[Opening RECORDS FOR THIS EXERCISE section]

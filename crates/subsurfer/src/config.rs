use crate::Result;
use serde::Deserialize;
use std::path::Path;
use std::time::Duration;

// region:        --- Constants

// timeouts
pub const DISCOVERY_HTTP_TIMEOUT_MS: u64 = 30_000;
pub const TAKEOVER_HTTP_TIMEOUT_MS: u64 = 10_000;
pub const RESOLVE_DNS_TIMEOUT_MS: u64 = 4000;
pub const ZONE_TRANSFER_TIMEOUT_MS: u64 = 5000;

// concurrency numbers
pub const ACTIVE_MODULES_CONCURRENCY: usize = 2;
pub const DNS_QUERIES_CONCURRENCY: usize = 32;

// reverse sweep: width of the network swept around each address
pub const SWEEP_PREFIX_LEN: u8 = 28;
pub const SWEEP_PREFIX_LEN_MIN: u8 = 24;

pub const USER_AGENT: &str = "Mozilla/5.0 (Macintosh; Intel Mac OS X 10_15_7) AppleWebKit/537.36 (KHTML, like Gecko) Chrome/131.0.0.0 Safari/537.36";

/// Well-known service discovery records queried under the target.
pub const SRV_RECORDS: &[&str] = &[
    // -- Directory / auth
    "_ldap._tcp",
    "_ldaps._tcp",
    "_gc._tcp",
    "_kerberos._tcp",
    "_kerberos._udp",
    "_kpasswd._tcp",
    "_kpasswd._udp",
    // -- Mail
    "_submission._tcp",
    "_submissions._tcp",
    "_imap._tcp",
    "_imaps._tcp",
    "_pop3._tcp",
    "_pop3s._tcp",
    "_autodiscover._tcp",
    // -- Collaboration
    "_sip._tcp",
    "_sip._udp",
    "_sip._tls",
    "_sipfederationtls._tcp",
    "_sipinternaltls._tcp",
    "_xmpp-client._tcp",
    "_xmpp-server._tcp",
    "_jabber._tcp",
    "_matrix._tcp",
    "_collab-edge._tls",
    "_cisco-uds._tcp",
    "_h323cs._tcp",
    // -- Calendars / contacts
    "_caldav._tcp",
    "_caldavs._tcp",
    "_carddav._tcp",
    "_carddavs._tcp",
    // -- Misc
    "_turn._udp",
    "_stun._udp",
    "_vlmcs._tcp",
    "_minecraft._tcp",
];

// endregion:     --- Constants

// region:        --- Config

/// Every tunable of a scan. Missing keys in a config file fall back to the
/// constants above.
#[derive(Debug, Clone, Deserialize)]
#[serde(default)]
pub struct ScanConfig {
    pub discovery_timeout_ms: u64,
    pub takeover_timeout_ms: u64,
    pub dns_timeout_ms: u64,
    pub zone_transfer_timeout_ms: u64,
    pub active_concurrency: usize,
    pub dns_concurrency: usize,
    pub sweep_prefix_len: u8,
    pub srv_records: Vec<String>,
    pub user_agent: String,
}

impl Default for ScanConfig {
    fn default() -> Self {
        Self {
            discovery_timeout_ms: DISCOVERY_HTTP_TIMEOUT_MS,
            takeover_timeout_ms: TAKEOVER_HTTP_TIMEOUT_MS,
            dns_timeout_ms: RESOLVE_DNS_TIMEOUT_MS,
            zone_transfer_timeout_ms: ZONE_TRANSFER_TIMEOUT_MS,
            active_concurrency: ACTIVE_MODULES_CONCURRENCY,
            dns_concurrency: DNS_QUERIES_CONCURRENCY,
            sweep_prefix_len: SWEEP_PREFIX_LEN,
            srv_records: SRV_RECORDS.iter().map(|record| record.to_string()).collect(),
            user_agent: USER_AGENT.to_string(),
        }
    }
}

impl ScanConfig {
    pub fn from_file(path: &Path) -> Result<Self> {
        let content = std::fs::read_to_string(path)?;
        let config: ScanConfig = serde_json::from_str(&content)?;
        Ok(config)
    }

    pub fn discovery_timeout(&self) -> Duration {
        Duration::from_millis(self.discovery_timeout_ms)
    }

    pub fn takeover_timeout(&self) -> Duration {
        Duration::from_millis(self.takeover_timeout_ms)
    }

    pub fn dns_timeout(&self) -> Duration {
        Duration::from_millis(self.dns_timeout_ms)
    }

    pub fn zone_transfer_timeout(&self) -> Duration {
        Duration::from_millis(self.zone_transfer_timeout_ms)
    }

    pub fn active_concurrency(&self) -> usize {
        self.active_concurrency.max(1)
    }

    pub fn dns_concurrency(&self) -> usize {
        self.dns_concurrency.max(1)
    }

    /// Clamped so a sweep never exceeds a /24.
    pub fn sweep_prefix_len(&self) -> u8 {
        self.sweep_prefix_len.clamp(SWEEP_PREFIX_LEN_MIN, 32)
    }
}

// endregion:     --- Config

[Closing RECORDS FOR THIS EXERCISE section]

## EXERCISE DETAILS:
Starting at the top of the listing above, repeat every line exactly until the line that contains "under the target." has been repeated too.

## TASK OUTPUT:
filename crates/subsurfer/src/config.rs
use crate::Result;
use serde::Deserialize;
use std::path::Path;
use std::time::Duration;

// region:        --- Constants

// timeouts
pub const DISCOVERY_HTTP_TIMEOUT_MS: u64 = 30_000;
pub const TAKEOVER_HTTP_TIMEOUT_MS: u64 = 10_000;
pub const RESOLVE_DNS_TIMEOUT_MS: u64 = 4000;
pub const ZONE_TRANSFER_TIMEOUT_MS: u64 = 5000;

// concurrency numbers
pub const ACTIVE_MODULES_CONCURRENCY: usize = 2;
pub const DNS_QUERIES_CONCURRENCY: usize = 32;

// reverse sweep: width of the network swept around each address
pub const SWEEP_PREFIX_LEN: u8 = 28;
pub const SWEEP_PREFIX_LEN_MIN: u8 = 24;

pub const USER_AGENT: &str = "Mozilla/5.0 (Macintosh; Intel Mac OS X 10_15_7) AppleWebKit/537.36 (KHTML, like Gecko) Chrome/131.0.0.0 Safari/537.36";

/// Well-known service discovery records queried under the target.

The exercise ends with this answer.